From the Reasoned Schemer, conso, the relational form of cons, gets the title conso the magnificent. And conso certainly is magnificent, but I think appendo should get some credit too. In core.logic and miniKanren, append is called appendo. Like concat in Clojure it appends two lists together to create a third list. It can be used as a building block for many other functions. The definition of the function (from core.logic) is pretty small:

(defne appendo [x y z]
  ([() _ y])
  ([[?a . ?d] _ [?a . ?r]] (appendo ?d y ?r)))

defne above is syntax sugar around matche. It creates a function (named appendo) that accepts three arguments. It matches x, y and z with the three arguments in the list at the beginning of each clause. In this case the first clause is matched cons style. ?a is declared as the first item and ?d is declared as the rest. The second item is ignored, the third is split in the same way. Note that the ?a is shared here on the first and third parameter of the match. This makes the first item in x, the first item in z. Assuming the x and z can be matched as above, appendo is recursively called on the rest of each list (including y, untouched). Something similar to the shared ?a is going on when the recursion bottoms out (when x is empty). In this clause y is declared as z. This makes y the tail of a cons like expression (specifically the ?r) from the previous recursive call. That's a lot packed into such a small amount of code! Below I will build the case for appendo's new title.

Building Blocks

To run the below code, you need to use the right namespaces. Something like this:

(ns logic-examples.seq
  (:refer-clojure :exclude [inc reify ==])
  (:use [clojure.core.logic minikanren prelude nonrel match disequality]))

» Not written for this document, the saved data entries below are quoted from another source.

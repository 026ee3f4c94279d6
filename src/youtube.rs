use url::Url;

/// Pulls the video id out of the YouTube URL shapes users actually paste:
/// `youtube.com/watch?v=`, `youtu.be/` and `youtube.com/embed/`.
pub fn extract_video_id(raw: &str) -> Option<String> {
    let parsed = Url::parse(raw).ok()?;
    let host = parsed.host_str()?;

    if host == "youtu.be" {
        let id = parsed.path_segments()?.next()?;
        return non_empty(id);
    }

    if host == "youtube.com" || host.ends_with(".youtube.com") {
        if parsed.path() == "/watch" {
            let id = parsed
                .query_pairs()
                .find(|(key, _)| key == "v")
                .map(|(_, value)| value.into_owned())?;
            return non_empty(&id);
        }
        let mut segments = parsed.path_segments()?;
        if segments.next() == Some("embed") {
            return non_empty(segments.next()?);
        }
    }

    None
}

/// Watch link with autoplay, used when handing the video off to the
/// browser.
pub fn watch_url(video_id: &str) -> String {
    format!("https://www.youtube.com/watch?v={video_id}&autoplay=1")
}

fn non_empty(id: &str) -> Option<String> {
    if id.is_empty() {
        None
    } else {
        Some(id.to_string())
    }
}
use rand::Rng;
use thiserror::Error;

use crate::economy::EconomyConfig;
use crate::models::Detection;

use super::fingerprint::file_fingerprint;

#[derive(Debug, Error, PartialEq, Eq)]
pub enum VerifyError {
    #[error("screenshot is {width}x{height}, minimum is {min}x{min}")]
    TooSmall { width: u32, height: u32, min: u32 },

    #[error("file is not a supported image or exceeds the size limit")]
    InvalidFormat,

    #[error("this screenshot was already submitted for this video")]
    DuplicateSubmission,
}

/// A screenshot as handed over by the UI: the original file name plus raw
/// bytes. The name and byte length feed the dedup fingerprint.
#[derive(Debug, Clone)]
pub struct ScreenshotUpload {
    pub file_name: String,
    pub bytes: Vec<u8>,
}

impl ScreenshotUpload {
    pub fn new(file_name: impl Into<String>, bytes: Vec<u8>) -> Self {
        Self {
            file_name: file_name.into(),
            bytes,
        }
    }

    pub fn fingerprint(&self) -> String {
        file_fingerprint(&self.file_name, self.bytes.len())
    }
}

/// Validates a screenshot before any detection runs: size cap first, then
/// it must decode as an image, then both edges must clear the minimum.
/// Returns the decoded dimensions.
pub fn validate_screenshot(
    upload: &ScreenshotUpload,
    config: &EconomyConfig,
) -> Result<(u32, u32), VerifyError> {
    if upload.bytes.len() as u64 > config.max_screenshot_bytes {
        return Err(VerifyError::InvalidFormat);
    }
    let decoded =
        image::load_from_memory(&upload.bytes).map_err(|_| VerifyError::InvalidFormat)?;
    let (width, height) = (decoded.width(), decoded.height());
    let min = config.min_screenshot_edge_px;
    if width < min || height < min {
        return Err(VerifyError::TooSmall { width, height, min });
    }
    Ok((width, height))
}

/// Capability seam for screenshot analysis. Production uses the random
/// simulator; tests inject a fixed outcome.
pub trait Analyzer: Send + Sync {
    fn detect(&self, upload: &ScreenshotUpload) -> Detection;
}

/// Stand-in for real like/subscribe detection: draws both signals from
/// independent coin flips at the configured odds. Not reproducible.
pub struct SimulatedAnalyzer {
    like_probability: f64,
    subscribe_probability: f64,
}

impl SimulatedAnalyzer {
    pub fn new(config: &EconomyConfig) -> Self {
        Self {
            like_probability: config.like_probability,
            subscribe_probability: config.subscribe_probability,
        }
    }
}

impl Analyzer for SimulatedAnalyzer {
    fn detect(&self, _upload: &ScreenshotUpload) -> Detection {
        let mut rng = rand::thread_rng();
        Detection {
            liked: rng.gen_bool(self.like_probability),
            subscribed: rng.gen_bool(self.subscribe_probability),
        }
    }
}

/// Deterministic analyzer for tests and demos.
pub struct FixedAnalyzer {
    pub liked: bool,
    pub subscribed: bool,
}

impl Analyzer for FixedAnalyzer {
    fn detect(&self, _upload: &ScreenshotUpload) -> Detection {
        Detection {
            liked: self.liked,
            subscribed: self.subscribed,
        }
    }
}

I thought I understood the appendo function, but I didn't understand why each source spent a lot of time on it. It seemed straight-forward enough. Then I had that ah-ha moment while reading up on Prolog's prefix and suffix functions. Here's something roughly equivalent in core.logic that I wrote before my ah-ha:

(defne prefixo [x y]
  ([[] _])
  ([[?a . ?xs] [?a . ?ys]] (prefixo ?xs ?ys)))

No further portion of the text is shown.